## Data records
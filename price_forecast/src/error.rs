//! Error types for the price_forecast crate

use thiserror::Error;

/// Custom error types for the price_forecast crate
#[derive(Debug, Error)]
pub enum ForecastError {
    /// Too few observations for the requested stage
    #[error("Insufficient data: need at least {required} points, have {available}")]
    InsufficientData { required: usize, available: usize },

    /// Input whose statistics make a transform undefined (e.g. zero variance)
    #[error("Degenerate series: {0}")]
    DegenerateSeries(String),

    /// The likelihood optimisation failed or produced a non-finite result
    #[error("Model fit failure: {0}")]
    ModelFitFailure(String),

    /// The price source returned nothing usable for a symbol
    #[error("Price data unavailable for {symbol}: {reason}")]
    UpstreamDataUnavailable { symbol: String, reason: String },

    /// Differencing cap reached without a stationary series
    #[error("Series still non-stationary after {order} differences (p-value {p_value})")]
    NonStationary { order: u8, p_value: f64 },

    /// Error related to data validation or processing
    #[error("Data error: {0}")]
    DataError(String),

    /// Error from invalid parameters
    #[error("Invalid parameter: {0}")]
    InvalidParameter(String),

    /// Error loading or validating configuration
    #[error("Configuration error: {0}")]
    ConfigError(String),

    /// Error from numeric building blocks
    #[error("Math error: {0}")]
    MathError(#[from] trade_math::MathError),

    /// Error from IO operations
    #[error("IO error: {0}")]
    IoError(#[from] std::io::Error),

    /// Error from CSV parsing
    #[error("CSV error: {0}")]
    CsvError(String),
}

impl ForecastError {
    /// Whether a caller may reasonably retry the same request.
    ///
    /// The pipeline itself never retries.
    pub fn is_retryable(&self) -> bool {
        matches!(
            self,
            ForecastError::ModelFitFailure(_) | ForecastError::UpstreamDataUnavailable { .. }
        )
    }
}

/// Result type with our custom error
pub type Result<T> = std::result::Result<T, ForecastError>;

impl From<csv::Error> for ForecastError {
    fn from(err: csv::Error) -> Self {
        ForecastError::CsvError(err.to_string())
    }
}

impl From<toml::de::Error> for ForecastError {
    fn from(err: toml::de::Error) -> Self {
        ForecastError::ConfigError(err.to_string())
    }
}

## Exercise description
Copy out precisely the lines from the line with "#[derive(Debug, Error)]" to the line with "still non-stationary after" in the material above, including those two lines and omitting all the rest.

## Reply to the exercise
#[derive(Debug, Error)]
pub enum ForecastError {
    /// Too few observations for the requested stage
    #[error("Insufficient data: need at least {required} points, have {available}")]
    InsufficientData { required: usize, available: usize },

    /// Input whose statistics make a transform undefined (e.g. zero variance)
    #[error("Degenerate series: {0}")]
    DegenerateSeries(String),

    /// The likelihood optimisation failed or produced a non-finite result
    #[error("Model fit failure: {0}")]
    ModelFitFailure(String),

    /// The price source returned nothing usable for a symbol
    #[error("Price data unavailable for {symbol}: {reason}")]
    UpstreamDataUnavailable { symbol: String, reason: String },

    /// Differencing cap reached without a stationary series
    #[error("Series still non-stationary after {order} differences (p-value {p_value})")]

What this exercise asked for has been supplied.